S’affirmer, ce n’est pas s’imposer

Trop souvent, on confond l’affirmation de soi avec de l’autorité, voire de l’agressivité. Pourtant, s’affirmer, ce n’est pas hausser le ton ou s’imposer à tout prix, c’est apprendre à se faire comprendre

C’est avant tout exprimer clairement ses besoins, ses opinions ou ses décisions, sans chercher à dominer ni à blesser. S’affirmer passe par connaître sa place dans la relation professionnelle et la prendre. Cela demande d’assumer son rôle de manager tout en faisant attention de ne pas écraser l’autre.

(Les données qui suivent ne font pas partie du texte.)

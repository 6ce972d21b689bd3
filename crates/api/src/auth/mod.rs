//! Token handling for identities issued by the external identity provider.

pub mod jwt;
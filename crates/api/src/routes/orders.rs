//! Route definitions for `/orders`.

use axum::routing::{get, post};
use axum::Router;

use crate::handlers::orders;
use crate::state::AppState;

/// ```text
/// GET    /                 list (own orders unless admin)
/// POST   /                 place an order
/// GET    /{id}             fetch
/// PUT    /{id}             change item or quantity
/// DELETE /{id}             admin hard delete
/// POST   /{id}/cancel      cancel
/// POST   /{id}/reassign    admin owner change
/// ```
pub fn router() -> Router<AppState> {
    Router::new()
        .route("/", get(orders::list_orders).post(orders::create_order))
        .route(
            "/{id}",
            get(orders::get_order)
                .put(orders::update_order)
                .delete(orders::purge_order),
        )
        .route("/{id}/cancel", post(orders::cancel_order))
        .route("/{id}/reassign", post(orders::reassign_order))
}
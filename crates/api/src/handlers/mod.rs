pub mod auto_order;
pub mod calendar;
pub mod closing_periods;
pub mod orders;
pub mod prices;
pub mod reports;
pub mod settings;
pub mod templates;
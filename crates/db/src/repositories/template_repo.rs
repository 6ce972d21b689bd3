//! Repository for the `auto_order_templates` table.

use sqlx::{PgExecutor, PgPool};
use bento_core::types::DbId;

use crate::models::auto_order::AutoOrderTemplate;

const COLUMNS: &str = "id, user_id, menu_item_id, quantity, day_of_week, created_at, updated_at";

pub struct TemplateRepo;

impl TemplateRepo {
    pub async fn find_by_id<'e>(
        db: impl PgExecutor<'e>,
        id: DbId,
    ) -> Result<Option<AutoOrderTemplate>, sqlx::Error> {
        let query = format!("SELECT {COLUMNS} FROM auto_order_templates WHERE id = $1");
        sqlx::query_as::<_, AutoOrderTemplate>(&query)
            .bind(id)
            .fetch_optional(db)
            .await
    }

    /// A user's templates, wildcard first then by weekday.
    pub async fn list_for_user<'e>(
        db: impl PgExecutor<'e>,
        user_id: DbId,
    ) -> Result<Vec<AutoOrderTemplate>, sqlx::Error> {
        let query = format!(
            "SELECT {COLUMNS} FROM auto_order_templates
             WHERE user_id = $1
             ORDER BY day_of_week NULLS FIRST, id"
        );
        sqlx::query_as::<_, AutoOrderTemplate>(&query)
            .bind(user_id)
            .fetch_all(db)
            .await
    }

    /// Templates of many users in one round trip.
    pub async fn list_for_users(
        pool: &PgPool,
        user_ids: &[DbId],
    ) -> Result<Vec<AutoOrderTemplate>, sqlx::Error> {
        let query = format!(
            "SELECT {COLUMNS} FROM auto_order_templates
             WHERE user_id = ANY($1)
             ORDER BY user_id, day_of_week NULLS FIRST, id"
        );
        sqlx::query_as::<_, AutoOrderTemplate>(&query)
            .bind(user_ids)
            .fetch_all(pool)
            .await
    }

    pub async fn create<'e>(
        db: impl PgExecutor<'e>,
        user_id: DbId,
        menu_item_id: DbId,
        quantity: i32,
        day_of_week: Option<i16>,
    ) -> Result<AutoOrderTemplate, sqlx::Error> {
        let query = format!(
            "INSERT INTO auto_order_templates (user_id, menu_item_id, quantity, day_of_week)
             VALUES ($1, $2, $3, $4)
             RETURNING {COLUMNS}"
        );
        sqlx::query_as::<_, AutoOrderTemplate>(&query)
            .bind(user_id)
            .bind(menu_item_id)
            .bind(quantity)
            .bind(day_of_week)
            .fetch_one(db)
            .await
    }

    pub async fn update<'e>(
        db: impl PgExecutor<'e>,
        id: DbId,
        menu_item_id: DbId,
        quantity: i32,
        day_of_week: Option<i16>,
    ) -> Result<AutoOrderTemplate, sqlx::Error> {
        let query = format!(
            "UPDATE auto_order_templates
             SET menu_item_id = $2, quantity = $3, day_of_week = $4
             WHERE id = $1
             RETURNING {COLUMNS}"
        );
        sqlx::query_as::<_, AutoOrderTemplate>(&query)
            .bind(id)
            .bind(menu_item_id)
            .bind(quantity)
            .bind(day_of_week)
            .fetch_one(db)
            .await
    }

    pub async fn delete<'e>(db: impl PgExecutor<'e>, id: DbId) -> Result<bool, sqlx::Error> {
        let result = sqlx::query("DELETE FROM auto_order_templates WHERE id = $1")
            .bind(id)
            .execute(db)
            .await?;
        Ok(result.rows_affected() > 0)
    }
}
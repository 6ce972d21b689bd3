//! Vendor and menu item rows.

use serde::{Deserialize, Serialize};
use sqlx::FromRow;
use bento_core::types::{DbId, Timestamp};

// ---------------------------------------------------------------------------
// Vendors
// ---------------------------------------------------------------------------

/// A row from the `vendors` table.
#[derive(Debug, Clone, FromRow, Serialize)]
pub struct Vendor {
    pub id: DbId,
    pub name: String,
    pub is_active: bool,
    pub created_at: Timestamp,
    pub updated_at: Timestamp,
}

#[derive(Debug, Clone, Deserialize)]
pub struct CreateVendor {
    pub name: String,
}

// ---------------------------------------------------------------------------
// Menu items
// ---------------------------------------------------------------------------

/// A row from the `menu_items` table.
#[derive(Debug, Clone, FromRow, Serialize)]
pub struct MenuItem {
    pub id: DbId,
    pub vendor_id: DbId,
    pub name: String,
    pub is_active: bool,
    pub created_at: Timestamp,
    pub updated_at: Timestamp,
}

#[derive(Debug, Clone, Deserialize)]
pub struct CreateMenuItem {
    pub vendor_id: DbId,
    pub name: String,
}
//! Shared response envelope types for API handlers.
//!
//! All API responses use a `{ "data": ... }` envelope.

use serde::Serialize;

/// Standard `{ "data": T }` response envelope.
///
/// ```ignore
/// Ok(Json(DataResponse { data: items }))
/// ```
#[derive(Debug, Serialize)]
pub struct DataResponse<T: Serialize> {
    pub data: T,
}
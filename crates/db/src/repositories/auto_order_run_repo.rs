//! Repository for `auto_order_runs` and `auto_order_run_items`.

use chrono::NaiveDate;
use sqlx::PgPool;
use bento_core::auto_order::{RUN_STATUS_COMPLETED, RUN_STATUS_RUNNING};
use bento_core::types::DbId;

use crate::models::auto_order::{AutoOrderRun, AutoOrderRunItem, NewRunItem, RunCounts};
use crate::{clamp_limit, clamp_offset};

const RUN_COLUMNS: &str = "id, run_date, target_date, status, created_count, skipped_count, \
                           error_count, started_at, completed_at";
const ITEM_COLUMNS: &str = "id, run_id, user_id, result, detail, order_id, created_at";

pub struct AutoOrderRunRepo;

impl AutoOrderRunRepo {
    pub async fn find_by_id(pool: &PgPool, id: DbId) -> Result<Option<AutoOrderRun>, sqlx::Error> {
        let query = format!("SELECT {RUN_COLUMNS} FROM auto_order_runs WHERE id = $1");
        sqlx::query_as::<_, AutoOrderRun>(&query)
            .bind(id)
            .fetch_optional(pool)
            .await
    }

    pub async fn find_by_run_date(
        pool: &PgPool,
        run_date: NaiveDate,
    ) -> Result<Option<AutoOrderRun>, sqlx::Error> {
        let query = format!("SELECT {RUN_COLUMNS} FROM auto_order_runs WHERE run_date = $1");
        sqlx::query_as::<_, AutoOrderRun>(&query)
            .bind(run_date)
            .fetch_optional(pool)
            .await
    }

    /// Claim `run_date`. Returns `None` when another run already holds it.
    pub async fn try_start(
        pool: &PgPool,
        run_date: NaiveDate,
        target_date: NaiveDate,
    ) -> Result<Option<AutoOrderRun>, sqlx::Error> {
        let query = format!(
            "INSERT INTO auto_order_runs (run_date, target_date, status)
             VALUES ($1, $2, $3)
             ON CONFLICT (run_date) DO NOTHING
             RETURNING {RUN_COLUMNS}"
        );
        sqlx::query_as::<_, AutoOrderRun>(&query)
            .bind(run_date)
            .bind(target_date)
            .bind(RUN_STATUS_RUNNING)
            .fetch_optional(pool)
            .await
    }

    pub async fn add_item(pool: &PgPool, item: &NewRunItem) -> Result<AutoOrderRunItem, sqlx::Error> {
        let query = format!(
            "INSERT INTO auto_order_run_items (run_id, user_id, result, detail, order_id)
             VALUES ($1, $2, $3, $4, $5)
             RETURNING {ITEM_COLUMNS}"
        );
        sqlx::query_as::<_, AutoOrderRunItem>(&query)
            .bind(item.run_id)
            .bind(item.user_id)
            .bind(item.result)
            .bind(&item.detail)
            .bind(item.order_id)
            .fetch_one(pool)
            .await
    }

    /// Mark a run completed with its final counts.
    pub async fn complete(
        pool: &PgPool,
        id: DbId,
        counts: RunCounts,
    ) -> Result<AutoOrderRun, sqlx::Error> {
        let query = format!(
            "UPDATE auto_order_runs
             SET status = $2, created_count = $3, skipped_count = $4, error_count = $5,
                 completed_at = NOW()
             WHERE id = $1
             RETURNING {RUN_COLUMNS}"
        );
        sqlx::query_as::<_, AutoOrderRun>(&query)
            .bind(id)
            .bind(RUN_STATUS_COMPLETED)
            .bind(counts.created)
            .bind(counts.skipped)
            .bind(counts.error)
            .fetch_one(pool)
            .await
    }

    /// Drop an unfinished claim together with its items. Completed runs are
    /// never removed.
    pub async fn release(pool: &PgPool, id: DbId) -> Result<bool, sqlx::Error> {
        let result = sqlx::query("DELETE FROM auto_order_runs WHERE id = $1 AND status = $2")
            .bind(id)
            .bind(RUN_STATUS_RUNNING)
            .execute(pool)
            .await?;
        Ok(result.rows_affected() > 0)
    }

    /// Most recent runs first.
    pub async fn list(
        pool: &PgPool,
        limit: Option<i64>,
        offset: Option<i64>,
    ) -> Result<Vec<AutoOrderRun>, sqlx::Error> {
        let query = format!(
            "SELECT {RUN_COLUMNS} FROM auto_order_runs
             ORDER BY run_date DESC
             LIMIT $1 OFFSET $2"
        );
        sqlx::query_as::<_, AutoOrderRun>(&query)
            .bind(clamp_limit(limit, 30, 365))
            .bind(clamp_offset(offset))
            .fetch_all(pool)
            .await
    }

    pub async fn list_items(pool: &PgPool, run_id: DbId) -> Result<Vec<AutoOrderRunItem>, sqlx::Error> {
        let query = format!(
            "SELECT {ITEM_COLUMNS} FROM auto_order_run_items WHERE run_id = $1 ORDER BY user_id, id"
        );
        sqlx::query_as::<_, AutoOrderRunItem>(&query)
            .bind(run_id)
            .fetch_all(pool)
            .await
    }
}
use std::sync::Arc;

use bento_core::calendar::OrderWindow;
use bento_core::clock::BusinessClock;
use bento_core::principal::ActingPrincipal;
use bento_core::types::DbId;
use bento_db::repositories::SettingsRepo;
use bento_db::DbPool;
use bento_events::{AuditEvent, AuditSink};
use sqlx::PgExecutor;

/// Shared dependencies of every engine component.
#[derive(Clone)]
pub struct EngineContext {
    pub pool: DbPool,
    pub clock: BusinessClock,
    pub audit: Arc<dyn AuditSink>,
}

impl EngineContext {
    pub fn new(pool: DbPool, clock: BusinessClock, audit: Arc<dyn AuditSink>) -> Self {
        Self { pool, clock, audit }
    }

    /// The ordering window as of now, using the stored horizon.
    pub async fn order_window<'e>(&self, db: impl PgExecutor<'e>) -> Result<OrderWindow, sqlx::Error> {
        let settings = SettingsRepo::get(db).await?;
        Ok(OrderWindow::new(self.clock.now_local(), settings.max_days_ahead))
    }

    /// Record one audit entry. Call only after the write has committed.
    pub fn audit(
        &self,
        principal: &ActingPrincipal,
        action: &str,
        target_table: &str,
        target_id: Option<DbId>,
        details: serde_json::Value,
    ) {
        let mut event = AuditEvent::new(action, target_table)
            .with_actor(principal.actor_id)
            .with_details(details);
        if let Some(id) = target_id {
            event = event.with_target(id);
        }
        self.audit.record(event);
    }
}
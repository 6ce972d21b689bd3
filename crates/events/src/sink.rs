//! The audit port.
//!
//! Ledgers call [`AuditSink::record`] after their transaction commits.
//! Recording never fails from the caller's point of view; delivery problems
//! are logged by the implementation.

use crate::bus::{AuditEvent, EventBus};

pub trait AuditSink: Send + Sync {
    fn record(&self, event: AuditEvent);
}

impl AuditSink for EventBus {
    fn record(&self, event: AuditEvent) {
        tracing::debug!(
            action = %event.action,
            target_table = %event.target_table,
            target_id = ?event.target_id,
            "Audit event published"
        );
        self.publish(event);
    }
}

/// Discards every event. For tools and tests that do not care about audit.
#[derive(Debug, Default, Clone, Copy)]
pub struct NullAuditSink;

impl AuditSink for NullAuditSink {
    fn record(&self, _event: AuditEvent) {}
}
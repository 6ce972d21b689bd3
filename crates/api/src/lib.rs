//! Bento ordering API server library.
//!
//! Exposes config, state, error handling, auth extractors, and routes so
//! integration tests and the binary entrypoint share one router.

pub mod auth;
pub mod config;
pub mod error;
pub mod handlers;
pub mod middleware;
pub mod query;
pub mod response;
pub mod router;
pub mod routes;
pub mod state;
//! Order status/source vocabulary and field validation.
//!
//! Orders move `ordered → canceled` and never back. Only `ordered` rows
//! count toward the one-order-per-user-per-day rule.

use chrono::NaiveDate;
use serde::{Deserialize, Serialize};

use crate::error::CoreError;
use crate::types::DbId;

pub const STATUS_ORDERED: &str = "ordered";
pub const STATUS_CANCELED: &str = "canceled";

pub const SOURCE_MANUAL: &str = "manual";
pub const SOURCE_AUTO: &str = "auto";

/// Unique index enforcing one live order per user and day.
pub const UQ_ORDERS_USER_DATE_ORDERED: &str = "uq_orders_user_date_ordered";

#[derive(Debug, Clone, Copy, PartialEq, Eq, Serialize, Deserialize)]
#[serde(rename_all = "snake_case")]
pub enum OrderStatus {
    Ordered,
    Canceled,
}

impl OrderStatus {
    pub fn as_str(self) -> &'static str {
        match self {
            Self::Ordered => STATUS_ORDERED,
            Self::Canceled => STATUS_CANCELED,
        }
    }

    pub fn parse(s: &str) -> Result<Self, CoreError> {
        match s {
            STATUS_ORDERED => Ok(Self::Ordered),
            STATUS_CANCELED => Ok(Self::Canceled),
            other => Err(CoreError::Validation(format!(
                "Unknown order status: {other}"
            ))),
        }
    }
}

#[derive(Debug, Clone, Copy, PartialEq, Eq, Serialize, Deserialize)]
#[serde(rename_all = "snake_case")]
pub enum OrderSource {
    Manual,
    Auto,
}

impl OrderSource {
    pub fn as_str(self) -> &'static str {
        match self {
            Self::Manual => SOURCE_MANUAL,
            Self::Auto => SOURCE_AUTO,
        }
    }
}

pub fn validate_quantity(quantity: i32) -> Result<(), CoreError> {
    if quantity < 1 {
        return Err(CoreError::Validation(format!(
            "quantity must be at least 1, got {quantity}"
        )));
    }
    Ok(())
}

/// Canceled orders are frozen.
pub fn ensure_modifiable(order_id: DbId, status: &str) -> Result<(), CoreError> {
    match OrderStatus::parse(status)? {
        OrderStatus::Ordered => Ok(()),
        OrderStatus::Canceled => Err(CoreError::Conflict(format!(
            "Order {order_id} is canceled"
        ))),
    }
}

pub fn duplicate_order(user_id: DbId, date: NaiveDate) -> CoreError {
    CoreError::Conflict(format!(
        "DuplicateOrder: user {user_id} already has an order on {date}"
    ))
}

/// Parse a `YYYY-MM-DD` request value.
pub fn parse_date(value: &str) -> Result<NaiveDate, CoreError> {
    NaiveDate::parse_from_str(value, "%Y-%m-%d")
        .map_err(|_| CoreError::Validation(format!("Invalid date format: {value}")))
}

À l’inverse, ne pas s’affirmer, c’est trop souvent :

  • Laisser traîner un désaccord pour éviter la confrontation,
  • Contourner un sujet difficile,
  • Faire à la place d’un collaborateur pour aller plus vite…

Sur le moment, cela semble plus confortable. Mais à long terme, ces non-dits nourrissent la confusion, les malentendus et la frustration, de part et d’autre.

Illustration : l’exemple de Julie face à des retards de travail répétés d’un membre de son équipe

Julie, manager d’une équipe marketing, remarque que Léo, un collaborateur très créatif, ne respecte pas toujours les délais convenus. Cela impacte le reste de l’équipe, notamment la planification des publications sur les réseaux sociaux.

Lors d’un point hebdo, Julie prend la parole calmement :

« Léo, je veux revenir sur le livrable de la campagne X. Il a été finalisé avec trois jours de retard. Ça a mis en difficulté l’équipe pour la validation finale. »→ Elle pose un fait observable, sans jugement. Elle passe par le factuel pour exprimer son point de vue 

Puis elle enchaîne :

« Je tiens à dire que j’apprécie la qualité de tes idées. On voit que tu veux bien faire. Mais pour avancer collectivement, j’ai besoin que les délais soient respectés. Est-ce que tu vois comment on peut faire différemment la prochaine fois ? »→ Elle exprime une attente claire, valorise son collaborateur et ouvre l’échange

C’est quoi une phase d’affirmation réussie ?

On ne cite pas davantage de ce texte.